(Dataset items)
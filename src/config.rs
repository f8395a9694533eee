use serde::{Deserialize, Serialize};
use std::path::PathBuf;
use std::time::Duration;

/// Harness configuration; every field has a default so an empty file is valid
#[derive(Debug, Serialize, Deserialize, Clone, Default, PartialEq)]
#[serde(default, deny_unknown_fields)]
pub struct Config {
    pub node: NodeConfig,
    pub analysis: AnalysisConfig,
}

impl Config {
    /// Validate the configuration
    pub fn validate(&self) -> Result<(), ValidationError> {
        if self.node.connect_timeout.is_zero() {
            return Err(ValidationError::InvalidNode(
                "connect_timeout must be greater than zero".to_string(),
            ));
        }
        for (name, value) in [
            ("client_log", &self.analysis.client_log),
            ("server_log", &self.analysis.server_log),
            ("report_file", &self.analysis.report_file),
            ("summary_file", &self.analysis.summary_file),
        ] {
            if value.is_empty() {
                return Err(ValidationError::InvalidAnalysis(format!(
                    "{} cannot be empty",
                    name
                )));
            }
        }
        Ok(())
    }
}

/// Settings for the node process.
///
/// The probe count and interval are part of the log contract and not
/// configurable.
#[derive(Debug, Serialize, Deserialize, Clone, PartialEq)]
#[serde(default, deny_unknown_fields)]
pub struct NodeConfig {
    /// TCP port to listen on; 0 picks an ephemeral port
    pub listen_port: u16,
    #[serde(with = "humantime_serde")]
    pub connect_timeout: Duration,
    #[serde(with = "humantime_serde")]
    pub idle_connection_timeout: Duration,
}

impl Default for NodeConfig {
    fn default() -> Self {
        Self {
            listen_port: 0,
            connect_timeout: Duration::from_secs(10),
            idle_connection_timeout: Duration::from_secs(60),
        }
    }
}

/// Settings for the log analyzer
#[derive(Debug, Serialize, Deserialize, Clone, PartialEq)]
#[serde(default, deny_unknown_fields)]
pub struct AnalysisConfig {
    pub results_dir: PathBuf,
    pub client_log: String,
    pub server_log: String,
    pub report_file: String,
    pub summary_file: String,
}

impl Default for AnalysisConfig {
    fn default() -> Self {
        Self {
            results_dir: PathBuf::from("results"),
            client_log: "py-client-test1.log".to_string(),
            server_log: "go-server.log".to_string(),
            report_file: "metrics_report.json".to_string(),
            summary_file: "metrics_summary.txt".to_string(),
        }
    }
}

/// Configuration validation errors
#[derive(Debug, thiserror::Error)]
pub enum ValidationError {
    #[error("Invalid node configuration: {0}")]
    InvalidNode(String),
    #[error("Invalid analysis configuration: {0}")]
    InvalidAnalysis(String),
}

==

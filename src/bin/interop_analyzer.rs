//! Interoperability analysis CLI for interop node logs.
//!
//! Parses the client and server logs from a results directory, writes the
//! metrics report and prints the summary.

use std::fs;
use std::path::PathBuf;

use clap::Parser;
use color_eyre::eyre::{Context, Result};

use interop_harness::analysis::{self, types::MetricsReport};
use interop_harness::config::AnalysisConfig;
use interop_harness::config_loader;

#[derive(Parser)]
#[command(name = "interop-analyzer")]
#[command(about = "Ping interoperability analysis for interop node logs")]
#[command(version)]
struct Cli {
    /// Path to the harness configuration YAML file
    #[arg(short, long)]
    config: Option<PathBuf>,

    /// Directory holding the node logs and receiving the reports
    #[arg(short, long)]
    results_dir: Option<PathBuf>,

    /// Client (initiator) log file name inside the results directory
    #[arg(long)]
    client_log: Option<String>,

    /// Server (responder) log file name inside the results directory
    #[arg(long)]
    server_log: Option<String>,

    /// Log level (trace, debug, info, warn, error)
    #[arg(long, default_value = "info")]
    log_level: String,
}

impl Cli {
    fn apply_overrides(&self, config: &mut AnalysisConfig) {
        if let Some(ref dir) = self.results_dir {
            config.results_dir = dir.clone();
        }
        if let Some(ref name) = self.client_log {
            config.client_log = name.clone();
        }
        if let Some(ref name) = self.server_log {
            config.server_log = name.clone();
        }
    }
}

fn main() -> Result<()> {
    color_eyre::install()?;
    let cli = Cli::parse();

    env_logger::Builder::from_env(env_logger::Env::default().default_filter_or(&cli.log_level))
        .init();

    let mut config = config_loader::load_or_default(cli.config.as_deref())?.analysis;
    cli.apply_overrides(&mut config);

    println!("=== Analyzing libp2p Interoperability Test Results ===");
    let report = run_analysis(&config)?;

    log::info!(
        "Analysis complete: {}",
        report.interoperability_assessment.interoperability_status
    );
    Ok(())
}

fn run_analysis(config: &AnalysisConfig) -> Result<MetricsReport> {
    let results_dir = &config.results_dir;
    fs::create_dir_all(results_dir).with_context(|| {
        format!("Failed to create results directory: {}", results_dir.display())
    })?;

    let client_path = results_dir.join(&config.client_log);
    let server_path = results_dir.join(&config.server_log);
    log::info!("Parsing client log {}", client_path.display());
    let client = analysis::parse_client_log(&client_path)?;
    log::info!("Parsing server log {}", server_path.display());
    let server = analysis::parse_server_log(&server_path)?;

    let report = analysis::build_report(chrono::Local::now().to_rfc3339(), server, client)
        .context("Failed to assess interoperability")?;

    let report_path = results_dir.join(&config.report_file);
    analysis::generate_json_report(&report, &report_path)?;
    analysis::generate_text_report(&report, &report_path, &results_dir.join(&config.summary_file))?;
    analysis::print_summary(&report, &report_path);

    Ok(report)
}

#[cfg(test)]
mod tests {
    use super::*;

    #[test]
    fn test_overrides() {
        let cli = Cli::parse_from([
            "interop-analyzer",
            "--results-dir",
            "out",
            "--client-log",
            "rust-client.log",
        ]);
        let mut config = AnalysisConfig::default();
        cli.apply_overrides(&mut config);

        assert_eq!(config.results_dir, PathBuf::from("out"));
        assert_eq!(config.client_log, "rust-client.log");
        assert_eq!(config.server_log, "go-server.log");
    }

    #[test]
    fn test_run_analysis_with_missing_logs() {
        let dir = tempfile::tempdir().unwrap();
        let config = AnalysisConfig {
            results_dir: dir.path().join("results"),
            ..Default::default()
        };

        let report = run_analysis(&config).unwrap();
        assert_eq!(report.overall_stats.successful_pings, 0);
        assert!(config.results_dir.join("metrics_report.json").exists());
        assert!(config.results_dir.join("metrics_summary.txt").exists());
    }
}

## Directions
Each line in the entries above, starting at the line with "fn main() ->" and ending at the line with "fn run_analysis(config: &AnalysisConfig)", is to be printed exactly, and only those lines.

## Task output
fn main() -> Result<()> {
    color_eyre::install()?;
    let cli = Cli::parse();

    env_logger::Builder::from_env(env_logger::Env::default().default_filter_or(&cli.log_level))
        .init();

    let mut config = config_loader::load_or_default(cli.config.as_deref())?.analysis;
    cli.apply_overrides(&mut config);

    println!("=== Analyzing libp2p Interoperability Test Results ===");
    let report = run_analysis(&config)?;

    log::info!(
        "Analysis complete: {}",
        report.interoperability_assessment.interoperability_status
    );
    Ok(())
}

fn run_analysis(config: &AnalysisConfig) -> Result<MetricsReport> {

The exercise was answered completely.